Через четыре года, на суде над участниками Якутской экспедиции, обвинитель спросит его, какие чувства он испытывал во время разгрома Колчака и отступления на восток. Не желая касаться этой больной темы, Пепеляев отделается одной фразой: «Трудно передать мои тогдашние ощущения».
3
В начале 1970-х я, лейтенант-двухгодичник, служил в полку, дислоцированном на станции Дивизионная, первой железнодорожной станции к западу от Улан-Удэ (бывший Верхнеудинск, родной город жены Пепеляева, Нины Ивановны). Здесь, в лесу на краю танкового полигона, в зоне, закрытой для гражданских лиц, я видел заброшенное кладбище легионеров Чехословацкого корпуса. Их товарищи воздвигли этот город мертвых в стороне от поселка Березовка и железной дороги, чтобы уберечь его от варварства живых. Вокруг не было ничего, кроме сосен и песка, до ближайшего жилья – километров пять, если не больше; тем сильнее впечатлял затерянный в забайкальской тайге, как постройки майя в джунглях, громадный некрополь с идеально прямыми улицами из высоких, в человеческий рост, плит красноватого здешнего известняка с высеченными на них славянскими, немецкими, еврейскими фамилиями. Здесь же – названия богемских, моравских, словацких городков, кресты с вкрапленными среди них могендовидами, номера воинских частей. Надписи кое-где сохранили остатки золотой краски, почти все надгробия были целы, но братские могилы, давно разрытые и разграбленные, зияли провалами. Тогда я думал, что в этих прошитых сосновыми корнями песчаных яминах лежат погибшие в боях с красными, а теперь знаю: большинство этих людей умерло от тифа.

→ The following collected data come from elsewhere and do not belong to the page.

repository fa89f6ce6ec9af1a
use super::BuildSchema;
use crate::schema::{
    app::{EntityType, Property},
    db::{Column, ColumnId, ForeignKey, Table, TableId},
};
use crate::{stmt, Error, Result};

impl<'a> BuildSchema<'a> {
    /// Resolves the table name of `entity`: the configured name, or the
    /// pluralized type name.
    pub(super) fn table_name_for(&self, entity: &EntityType) -> Result<String> {
        let base = match &entity.table_name {
            Some(name) => name.clone(),
            None => entity.name.plural_upper_camel_case(),
        };

        if base.trim().is_empty() {
            return Err(Error::configuration(format!(
                "cannot synthesize a table name for entity type `{}`; configure one explicitly",
                entity.name
            )));
        }

        Ok(match &self.builder.table_name_prefix {
            Some(prefix) => format!("{prefix}{base}"),
            None => base,
        })
    }

    /// Creates an empty table owned by `entity`.
    pub(super) fn create_table_for(&mut self, entity: &'a EntityType) -> Result<TableId> {
        let name = self.table_name_for(entity)?;

        if let Some((_, owner)) = self.table_lookup.get(&name) {
            return Err(Error::configuration(format!(
                "entity types `{owner}` and `{}` both map to table `{name}`",
                entity.name
            )));
        }

        let id = TableId(self.tables.len());
        self.table_lookup.insert(name.clone(), (id, &entity.name));
        self.tables.push(Table::new(id, name));
        Ok(id)
    }

    pub(super) fn add_column(
        &mut self,
        table: TableId,
        name: &str,
        ty: stmt::Type,
        nullable: bool,
        primary_key: bool,
    ) -> Result<ColumnId> {
        let table = &mut self.tables[table.0];

        if table.column_by_name(name).is_some() {
            return Err(Error::configuration(format!(
                "column `{name}` is mapped twice on table `{}`",
                table.name
            )));
        }

        let id = ColumnId {
            table: table.id,
            index: table.columns.len(),
        };

        table.columns.push(Column {
            id,
            name: name.to_string(),
            ty,
            nullable,
            primary_key,
        });

        if primary_key {
            table.primary_key.push(id);
        }

        Ok(id)
    }

    pub(super) fn add_property_column(
        &mut self,
        table: TableId,
        property: &Property,
        force_nullable: bool,
    ) -> Result<ColumnId> {
        self.add_column(
            table,
            &property.name,
            property.ty,
            property.nullable || force_nullable,
            property.primary_key,
        )
    }

    pub(super) fn add_foreign_key(&mut self, table: TableId, references: TableId) {
        let references_columns = self.tables[references.0].primary_key.clone();
        let columns = self.tables[table.0].primary_key.clone();

        self.tables[table.0].foreign_keys.push(ForeignKey {
            columns,
            references,
            references_columns,
        });
    }
}
use super::Expr;

/// A reference to a column through a table alias, `"alias"."column"`.
///
/// `table` is `None` when the column is referenced by its output name alone,
/// as in the `ORDER BY` of a set operation.
#[derive(Debug, Clone, PartialEq, Eq, Hash)]
pub struct ExprColumn {
    pub table: Option<String>,
    pub column: String,
}

impl Expr {
    pub fn column(table: impl Into<String>, column: impl Into<String>) -> Expr {
        Expr::Column(ExprColumn {
            table: Some(table.into()),
            column: column.into(),
        })
    }

    pub fn output_column(column: impl Into<String>) -> Expr {
        Expr::Column(ExprColumn {
            table: None,
            column: column.into(),
        })
    }

    pub fn is_column(&self) -> bool {
        matches!(self, Self::Column(_))
    }
}

impl From<ExprColumn> for Expr {
    fn from(value: ExprColumn) -> Self {
        Expr::Column(value)
    }
}
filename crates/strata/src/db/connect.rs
use crate::{Error, Result};

use strata_core::{
    async_trait,
    driver::{Capability, Driver, Operation, Response},
    schema::db::Schema,
};

use url::Url;

/// A driver selected by connection URL scheme. Only `sqlite:` URLs are
/// recognized.
#[derive(Debug)]
pub struct Connect {
    driver: Box<dyn Driver>,
}

impl Connect {
    pub fn new(url: &str) -> Result<Self> {
        let url = Url::parse(url)
            .map_err(|err| strata_core::err!("invalid connection URL `{url}`: {err}"))?;

        let driver = match url.scheme() {
            "sqlite" => connect_sqlite(&url)?,
            scheme => {
                return Err(Error::unsupported_operation(format!(
                    "unsupported database; scheme={scheme}; url={url}"
                )))
            }
        };

        log::debug!("connected; scheme={}", url.scheme());
        Ok(Self { driver })
    }
}

#[async_trait]
impl Driver for Connect {
    fn capability(&self) -> &Capability {
        self.driver.capability()
    }

    async fn register_schema(&mut self, schema: &Schema) -> Result<()> {
        self.driver.register_schema(schema).await
    }

    async fn exec(&self, op: Operation) -> Result<Response> {
        self.driver.exec(op).await
    }
}

#[cfg(feature = "sqlite")]
fn connect_sqlite(url: &Url) -> Result<Box<dyn Driver>> {
    Ok(Box::new(strata_driver_sqlite::Sqlite::new(url.as_str())?))
}

#[cfg(not(feature = "sqlite"))]
fn connect_sqlite(_url: &Url) -> Result<Box<dyn Driver>> {
    Err(Error::unsupported_operation("`sqlite` feature not enabled"))
}
use super::TableId;
use crate::stmt;

use std::fmt;

#[derive(Debug, Clone, PartialEq)]
pub struct Column {
    pub id: ColumnId,

    /// Column name, unquoted
    pub name: String,

    /// Type values of this column decode to
    pub ty: stmt::Type,

    /// Columns of derived types in a shared table are always nullable.
    pub nullable: bool,

    pub primary_key: bool,
}

#[derive(PartialEq, Eq, Clone, Copy, Hash)]
pub struct ColumnId {
    pub table: TableId,
    pub index: usize,
}

impl From<&Column> for ColumnId {
    fn from(value: &Column) -> Self {
        value.id
    }
}

impl fmt::Debug for ColumnId {
    fn fmt(&self, fmt: &mut fmt::Formatter<'_>) -> fmt::Result {
        write!(fmt, "ColumnId({}/{})", self.table.0, self.index)
    }
}
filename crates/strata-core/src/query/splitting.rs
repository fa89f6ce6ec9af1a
/// How correlated collections are loaded.
#[derive(Debug, Clone, Copy, PartialEq, Eq, Hash, Default)]
pub enum Splitting {
    /// Collections are joined into the parent command and rows are regrouped
    /// on the client.
    #[default]
    Joined,

    /// Each collection is loaded by its own command, batched by parent key.
    Split,
}

impl Splitting {
    pub fn is_split(self) -> bool {
        matches!(self, Splitting::Split)
    }
}
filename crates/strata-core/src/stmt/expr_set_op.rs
use super::ExprSet;

#[derive(Debug, Clone, PartialEq)]
pub struct ExprSetOp {
    pub op: SetOp,
    pub operands: Vec<ExprSet>,
}

#[derive(Debug, Copy, Clone, PartialEq, Eq)]
pub enum SetOp {
    Union,
    UnionAll,
}

impl SetOp {
    pub fn keyword(self) -> &'static str {
        match self {
            SetOp::Union => "UNION",
            SetOp::UnionAll => "UNION ALL",
        }
    }
}
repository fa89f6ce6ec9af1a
use strata_core::{
    schema::app,
    stmt::{Expr, FuncKind, Type},
};

/// Infers the type of a model-level expression.
///
/// The engine needs a type for every column it asks the driver to return,
/// including the hidden ones it adds for ordering.
pub(crate) fn infer_expr_ty(schema: &app::Schema, expr: &Expr) -> Type {
    match expr {
        Expr::Property(id) => schema.property(*id).ty,
        Expr::Value(value) | Expr::Literal(value) => value.ty().unwrap_or(Type::String),
        Expr::And(_)
        | Expr::Or(_)
        | Expr::BinaryOp(_)
        | Expr::InList(_)
        | Expr::IsNull(_)
        | Expr::Not(_) => Type::Bool,
        Expr::Case(expr) => expr
            .branches
            .first()
            .map(|branch| infer_expr_ty(schema, &branch.then))
            .unwrap_or(Type::String),
        Expr::Func(func) => match (func.kind, &func.arg) {
            (FuncKind::Count, _) | (_, None) => Type::I64,
            (_, Some(arg)) => infer_expr_ty(schema, arg),
        },
        Expr::Column(_) | Expr::Client(_) => Type::String,
    }
}
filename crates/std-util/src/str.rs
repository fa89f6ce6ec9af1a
use heck::{ToLowerCamelCase, ToShoutySnakeCase, ToSnakeCase, ToUpperCamelCase};

pub fn snake_case(src: &str) -> String {
    src.to_snake_case()
}

pub fn camel_case(src: &str) -> String {
    src.to_lower_camel_case()
}

pub fn upper_camel_case(src: &str) -> String {
    src.to_upper_camel_case()
}

pub fn upper_snake_case(src: &str) -> String {
    src.to_shouty_snake_case()
}

/// Pluralizes a single lower-case word.
pub fn pluralize(src: &str) -> String {
    pluralizer::pluralize(src, 2, false)
}
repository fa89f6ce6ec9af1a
use tests::prelude::*;

async fn tph_derived_type_over_raw_sql(test: &mut DbTest) {
    let db = test
        .setup_db(models!(fixtures::zoo(MappingStrategy::Tph)))
        .await;

    db.execute(
        r#"INSERT INTO "Animals" ("Id", "Name", "Wingspan", "Discriminator")
           VALUES (1, 'Aquila', 2.1, 'Eagle'), (2, 'Harpy', 2.0, 'Eagle')"#,
        vec![],
    )
    .await
    .unwrap();
    test.log().clear();

    let query = Query::new(entity(&db, "Eagle"))
        .from_sql(r#"SELECT * FROM "Animals" WHERE "Wingspan" > 2.05"#);
    let records = db.query(&query).await.unwrap();

    assert_eq!(records.len(), 1);
    assert_eq!(records[0].get("Name"), Some(&Value::from("Aquila")));

    test.log().assert_baseline(&[r#"
SELECT "m"."Id", "m"."Name", "m"."Wingspan", "m"."Discriminator"
FROM (
    SELECT * FROM "Animals" WHERE "Wingspan" > 2.05
) AS "m"
WHERE "m"."Discriminator" = 'Eagle'
"#]);
}

async fn tpt_root_over_raw_sql(test: &mut DbTest) {
    let db = test
        .setup_db(models!(fixtures::zoo(MappingStrategy::Tpt)))
        .await;

    let query = Query::new(entity(&db, "Animal")).from_sql(
        r#"SELECT 7 AS "Id", 'Kea' AS "Name", NULL AS "Wingspan", 'Arthur''s Pass' AS "FoundOn", 'Kiwi' AS "Discriminator""#,
    );
    let records = db.query(&query).await.unwrap();

    assert_eq!(records.len(), 1);
    assert_eq!(records[0].ty, Some(entity(&db, "Kiwi")));
    assert_eq!(records[0].get("Id"), Some(&Value::from(7_i64)));
    assert_eq!(
        records[0].get("FoundOn"),
        Some(&Value::from("Arthur's Pass"))
    );
}

async fn tpt_derived_type_rejects_raw_sql(test: &mut DbTest) {
    let db = test
        .setup_db(models!(fixtures::zoo(MappingStrategy::Tpt)))
        .await;

    let query = Query::new(entity(&db, "Eagle")).from_sql(r#"SELECT * FROM "Eagles""#);

    assert_err!(db.query(&query).await, is_unsupported_operation);
    assert!(test.log().is_empty());
}

async fn tpc_derived_type_rejects_raw_sql(test: &mut DbTest) {
    let db = test
        .setup_db(models!(fixtures::zoo(MappingStrategy::Tpc)))
        .await;

    let query = Query::new(entity(&db, "Kiwi")).from_sql(r#"SELECT * FROM "Kiwis""#);

    assert_err!(db.plan(&query), is_unsupported_operation);
}

tests!(
    tph_derived_type_over_raw_sql,
    tpt_root_over_raw_sql,
    tpt_derived_type_rejects_raw_sql,
    tpc_derived_type_rejects_raw_sql,
);
use super::{Flavor, Params, ToSql};

use strata_core::stmt;

impl ToSql for stmt::Type {
    fn to_sql<P: Params>(self, f: &mut super::Formatter<'_, P>) {
        let flavor = f.serializer.flavor;

        fmt!(
            f,
            match (self, flavor) {
                (stmt::Type::Bool, Flavor::Sqlite) => "INTEGER",
                (stmt::Type::Bool, Flavor::SqlServer) => "BIT",
                (stmt::Type::Bool, _) => "BOOLEAN",
                (stmt::Type::I64, Flavor::Sqlite) => "INTEGER",
                (stmt::Type::I64, _) => "BIGINT",
                (stmt::Type::F64, Flavor::Sqlite) => "REAL",
                (stmt::Type::F64, Flavor::Postgresql) => "DOUBLE PRECISION",
                (stmt::Type::F64, Flavor::Mysql) => "DOUBLE",
                (stmt::Type::F64, Flavor::SqlServer) => "FLOAT",
                (stmt::Type::String, Flavor::Mysql) => "VARCHAR(255)",
                (stmt::Type::String, Flavor::SqlServer) => "NVARCHAR(450)",
                (stmt::Type::String, _) => "TEXT",
            }
        );
    }
}
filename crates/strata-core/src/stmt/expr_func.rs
use super::Expr;

/// An aggregate function call. `arg` is `None` only for `COUNT(*)`.
#[derive(Debug, Clone, PartialEq)]
pub struct ExprFunc {
    pub kind: FuncKind,
    pub arg: Option<Box<Expr>>,
}

#[derive(Debug, Clone, Copy, PartialEq, Eq)]
pub enum FuncKind {
    Count,
    Sum,
    Min,
    Max,
}

impl Expr {
    pub fn count_star() -> Expr {
        Expr::Func(ExprFunc {
            kind: FuncKind::Count,
            arg: None,
        })
    }

    pub fn func(kind: FuncKind, arg: impl Into<Expr>) -> Expr {
        Expr::Func(ExprFunc {
            kind,
            arg: Some(Box::new(arg.into())),
        })
    }
}

impl FuncKind {
    pub fn name(self) -> &'static str {
        match self {
            FuncKind::Count => "COUNT",
            FuncKind::Sum => "SUM",
            FuncKind::Min => "MIN",
            FuncKind::Max => "MAX",
        }
    }
}
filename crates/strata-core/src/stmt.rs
//! Relation algebra produced by the planner and consumed by the SQL
//! serializer.
//!
//! Expressions start out at the model level (`Expr::Property`) and are
//! lowered to column references (`Expr::Column`) against the table aliases of
//! the statement being built.

mod expr;
pub use expr::Expr;

mod expr_and;
pub use expr_and::ExprAnd;

mod expr_binary_op;
pub use expr_binary_op::ExprBinaryOp;

mod expr_case;
pub use expr_case::{CaseWhen, ExprCase};

mod expr_column;
pub use expr_column::ExprColumn;

mod expr_func;
pub use expr_func::{ExprFunc, FuncKind};

mod expr_in_list;
pub use expr_in_list::ExprInList;

mod expr_is_null;
pub use expr_is_null::ExprIsNull;

mod expr_or;
pub use expr_or::ExprOr;

mod expr_set;
pub use expr_set::ExprSet;

mod expr_set_op;
pub use expr_set_op::{ExprSetOp, SetOp};

mod join;
pub use join::{Join, JoinOp};

mod op_binary;
pub use op_binary::BinaryOp;

mod order_by;
pub use order_by::{Direction, OrderByExpr};

mod query;
pub use query::Query;

mod select;
pub use select::{Select, SelectItem};

mod table_factor;
pub use table_factor::TableFactor;

mod table_with_joins;
pub use table_with_joins::TableWithJoins;

mod ty;
pub use ty::Type;

mod value;
pub use value::Value;

pub mod visit_mut;
pub use visit_mut::VisitMut;
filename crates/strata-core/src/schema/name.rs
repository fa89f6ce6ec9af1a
use std_util::str;

#[derive(Debug, Clone, Eq, PartialEq, Hash)]
pub struct Name {
    pub parts: Vec<String>,
}

impl Name {
    pub fn new(src: &str) -> Self {
        let snake = str::snake_case(src);
        let parts = snake
            .split('_')
            .filter(|part| !part.is_empty())
            .map(String::from)
            .collect();
        Self { parts }
    }

    pub fn is_empty(&self) -> bool {
        self.parts.is_empty()
    }

    pub fn camel_case(&self) -> String {
        str::camel_case(&self.snake_case())
    }

    pub fn upper_camel_case(&self) -> String {
        str::upper_camel_case(&self.snake_case())
    }

    pub fn snake_case(&self) -> String {
        self.parts.join("_")
    }

    pub fn upper_snake_case(&self) -> String {
        str::upper_snake_case(&self.snake_case())
    }

    /// Upper camel case with the final word pluralized, `OrderLine` to
    /// `OrderLines`.
    pub fn plural_upper_camel_case(&self) -> String {
        let mut parts = self.parts.clone();
        if let Some(last) = parts.last_mut() {
            *last = str::pluralize(last);
        }
        str::upper_camel_case(&parts.join("_"))
    }
}

impl core::fmt::Display for Name {
    fn fmt(&self, f: &mut core::fmt::Formatter<'_>) -> core::fmt::Result {
        f.write_str(&self.upper_camel_case())
    }
}
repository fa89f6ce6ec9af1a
use super::{ExprSetOp, Select};

#[derive(Debug, Clone, PartialEq)]
pub enum ExprSet {
    /// A select query, possibly with a filter.
    Select(Box<Select>),

    /// A set operation (union, ...) over selects
    SetOp(ExprSetOp),
}

impl ExprSet {
    pub fn width(&self) -> usize {
        match self {
            ExprSet::Select(select) => select.projection.len(),
            ExprSet::SetOp(set_op) => set_op
                .operands
                .first()
                .map(ExprSet::width)
                .unwrap_or_default(),
        }
    }

    pub fn is_select(&self) -> bool {
        matches!(self, ExprSet::Select(_))
    }
}

impl From<Select> for ExprSet {
    fn from(value: Select) -> Self {
        ExprSet::Select(Box::new(value))
    }
}

impl From<ExprSetOp> for ExprSet {
    fn from(value: ExprSetOp) -> Self {
        ExprSet::SetOp(value)
    }
}
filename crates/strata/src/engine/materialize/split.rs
use super::{visit, Child, Level, VisitMut};

use strata_core::query::Splitting;

/// Rewrites a joined plan so that every collection that did not choose its
/// own mode is loaded by a separate command.
///
/// Only the loading strategy changes: the levels, their filters and their
/// correlations are untouched.
pub(super) fn apply(root: &mut Level) {
    SplitCollections.visit_level_mut(root);
}

struct SplitCollections;

impl VisitMut for SplitCollections {
    fn visit_child_mut(&mut self, i: &mut Child) {
        if !i.pinned {
            i.mode = Splitting::Split;
        }

        visit::visit_child_mut(self, i);
    }
}
use tests::prelude::*;

use strata::Aggregate;

async fn grouping_without_key_rejects_collections(test: &mut DbTest) {
    let db = test.setup_db(models!(fixtures::store())).await;

    let order = entity(&db, "Order");
    let lines = CollectionAccess::navigation(&db.schema().app, order, "Lines").unwrap();

    let query = Query::new(order)
        .group_by(
            [prop(&db, "Order", "CustomerId")],
            [Aggregate::count("Count")],
            false,
        )
        .include(lines);

    let err = assert_err!(db.query(&query).await, is_insufficient_key_information);
    assert!(err.to_string().contains("`Order.Lines`"), "{err}");

    // Planning fails before anything is sent
    assert!(test.log().is_empty());
}

async fn distinct_projection_without_key_rejects_collections(test: &mut DbTest) {
    let db = test.setup_db(models!(fixtures::store())).await;

    let customer = entity(&db, "Customer");
    let orders = CollectionAccess::navigation(&db.schema().app, customer, "Orders").unwrap();

    let query = Query::new(customer)
        .select([prop(&db, "Customer", "Name")])
        .distinct()
        .include(orders);

    let err = assert_err!(db.plan(&query), is_insufficient_key_information);
    assert!(err.to_string().contains("`Customer.Orders`"), "{err}");
}

async fn split_loading_does_not_relax_the_key_check(test: &mut DbTest) {
    let db = test.setup_db(models!(fixtures::store())).await;

    let customer = entity(&db, "Customer");
    let orders = CollectionAccess::navigation(&db.schema().app, customer, "Orders").unwrap();

    let query = Query::new(customer)
        .select([prop(&db, "Customer", "Name")])
        .distinct()
        .include(orders)
        .split();

    assert_err!(db.plan(&query), is_insufficient_key_information);
}

async fn set_operation_over_properties_rejects_collections(test: &mut DbTest) {
    let db = test.setup_db(models!(fixtures::store())).await;

    let customer = entity(&db, "Customer");
    let name = prop(&db, "Customer", "Name");
    let orders = CollectionAccess::navigation(&db.schema().app, customer, "Orders").unwrap();

    let query = Query::new(customer)
        .select([name])
        .union(Query::new(customer).select([name]))
        .include(orders);

    assert_err!(db.plan(&query), is_insufficient_key_information);
}

async fn distinct_projection_keeping_the_key_loads_collections(test: &mut DbTest) {
    let db = test.setup_db(models!(fixtures::store())).await;
    fixtures::seed_store(&db).await;

    let customer = entity(&db, "Customer");
    let orders = CollectionAccess::navigation(&db.schema().app, customer, "Orders").unwrap();

    let query = Query::new(customer)
        .select([prop(&db, "Customer", "Id"), prop(&db, "Customer", "Name")])
        .distinct()
        .include(orders);

    let records = assert_ok!(db.query(&query).await);
    assert_eq!(records.len(), 3);
    assert_eq!(records[0].collection("Orders").len(), 2);
}

tests!(
    grouping_without_key_rejects_collections,
    distinct_projection_without_key_rejects_collections,
    split_loading_does_not_relax_the_key_check,
    set_operation_over_properties_rejects_collections,
    distinct_projection_keeping_the_key_loads_collections,
);
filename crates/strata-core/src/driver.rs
mod capability;
pub use capability::{Capability, SqlDialect};

mod response;
pub use response::{Response, Rows};

pub mod operation;
pub use operation::Operation;

use crate::{async_trait, schema::db::Schema};

use std::fmt::Debug;

/// Executes rendered SQL against a database.
///
/// The engine owns planning and rendering. A driver only owns the
/// connection: it creates the resolved tables and runs commands.
#[async_trait]
pub trait Driver: Debug + Send + Sync + 'static {
    /// Describes the driver's capability, which selects the SQL flavor the
    /// engine renders.
    fn capability(&self) -> &Capability;

    /// Register the schema with the driver.
    async fn register_schema(&mut self, schema: &Schema) -> crate::Result<()>;

    /// Execute a database operation
    async fn exec(&self, op: Operation) -> crate::Result<Response>;
}
use tests::prelude::*;

async fn baseline_ignores_dialect_spelling(test: &mut DbTest) {
    let db = test.setup_db(models!(fixtures::store())).await;

    let query = Query::new(entity(&db, "Customer")).filter(Expr::eq(
        Expr::property(prop(&db, "Customer", "Id")),
        Value::from(1_i64),
    ));
    db.query(&query).await.unwrap();

    // Bracket delimiters, named placeholders, and CRLF line endings all
    // normalize to the same text as the emitted SQLite command.
    test.log().assert_baseline(&[
        "\r\nSELECT [c].[Id], [c].[Name]\r\nFROM [Customers] AS [c]\r\nWHERE [c].[Id] = @p0\r\n",
    ]);
}

async fn baseline_mismatch_panics(test: &mut DbTest) {
    let db = test.setup_db(models!(fixtures::store())).await;
    db.query(&Query::new(entity(&db, "Customer"))).await.unwrap();

    test.log().assert_baseline(&[r#"
SELECT "c"."Id"
FROM "Customers" AS "c"
"#]);
}

async fn baseline_counts_commands(test: &mut DbTest) {
    let db = test.setup_db(models!(fixtures::store())).await;
    db.query(&Query::new(entity(&db, "Customer"))).await.unwrap();

    let log = test.log().clone();
    let result = std::panic::catch_unwind(std::panic::AssertUnwindSafe(|| {
        log.assert_baseline::<&str>(&[]);
    }));
    assert!(result.is_err());
}

tests!(
    baseline_ignores_dialect_spelling,
    #[should_panic(expected = "emitted SQL does not match the baseline")]
    baseline_mismatch_panics,
    baseline_counts_commands,
);
use super::{Column, ColumnId, Table, TableId};

/// Database-level schema
#[derive(Debug, Default, Clone, PartialEq)]
pub struct Schema {
    pub tables: Vec<Table>,
}

impl Schema {
    pub fn column(&self, id: impl Into<ColumnId>) -> &Column {
        let id = id.into();
        self.table(id.table)
            .columns
            .get(id.index)
            .expect("invalid column ID")
    }

    pub fn table(&self, id: impl Into<TableId>) -> &Table {
        self.tables.get(id.into().0).expect("invalid table ID")
    }

    pub fn table_by_name(&self, name: &str) -> Option<&Table> {
        self.tables.iter().find(|table| table.name == name)
    }
}
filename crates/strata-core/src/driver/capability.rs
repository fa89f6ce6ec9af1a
#[derive(Debug, Clone, PartialEq, Eq)]
pub struct Capability {
    /// SQL flavor the driver understands
    pub dialect: SqlDialect,

    /// Maximum number of bound parameters in one command
    pub max_params: usize,
}

#[derive(Debug, Clone, Copy, PartialEq, Eq, Hash)]
pub enum SqlDialect {
    Sqlite,
    Postgresql,
    Mysql,
    SqlServer,
}

impl Capability {
    /// SQLite capabilities.
    pub const SQLITE: Self = Self {
        dialect: SqlDialect::Sqlite,
        max_params: 32_766,
    };

    /// PostgreSQL capabilities
    pub const POSTGRESQL: Self = Self {
        dialect: SqlDialect::Postgresql,
        max_params: 65_535,
    };

    /// MySQL capabilities
    pub const MYSQL: Self = Self {
        dialect: SqlDialect::Mysql,
        max_params: 65_535,
    };

    /// SQL Server capabilities
    pub const SQL_SERVER: Self = Self {
        dialect: SqlDialect::SqlServer,
        max_params: 2_100,
    };
}
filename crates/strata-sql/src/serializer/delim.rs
use super::{Formatter, Params, ToSql};

/// Comma delimited
pub(super) struct Comma<L>(pub(super) L);

/// Delimited by an arbitrary separator
pub(super) struct Delimited<L>(pub(super) L, pub(super) &'static str);

impl<L> ToSql for Comma<L>
where
    L: IntoIterator,
    L::Item: ToSql,
{
    fn to_sql<P: Params>(self, f: &mut Formatter<'_, P>) {
        Delimited(self.0, ", ").to_sql(f);
    }
}

impl<L> ToSql for Delimited<L>
where
    L: IntoIterator,
    L::Item: ToSql,
{
    fn to_sql<P: Params>(self, f: &mut Formatter<'_, P>) {
        let mut s = "";
        for i in self.0 {
            fmt!(f, s i);
            s = self.1;
        }
    }
}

Греческое слово тифос означает облако, туман, в переносном смысле – помрачение рассудка. В лихорадочном состоянии тифозные больные воспринимают окружающий мир как ирреальный, призрачный. Банально порожденный платяной вошью и скоплением сорванных с места людских масс, тиф сделался болезнью общества с размытой границей между бредом и явью. Черный флаг над тифозными бараками – типичная примета сибирского города в последние месяцы правления Колчака. Не щадя никого, настоящим бичом сыпняк становился для разгромленных, отступающих армий. Количество его жертв многократно превышало число погибших в боях, но Пепеляев выжил – потому, может быть, что в горячке чехи обертывали его ледяными простынями. Он сам рассказывал об этом жене.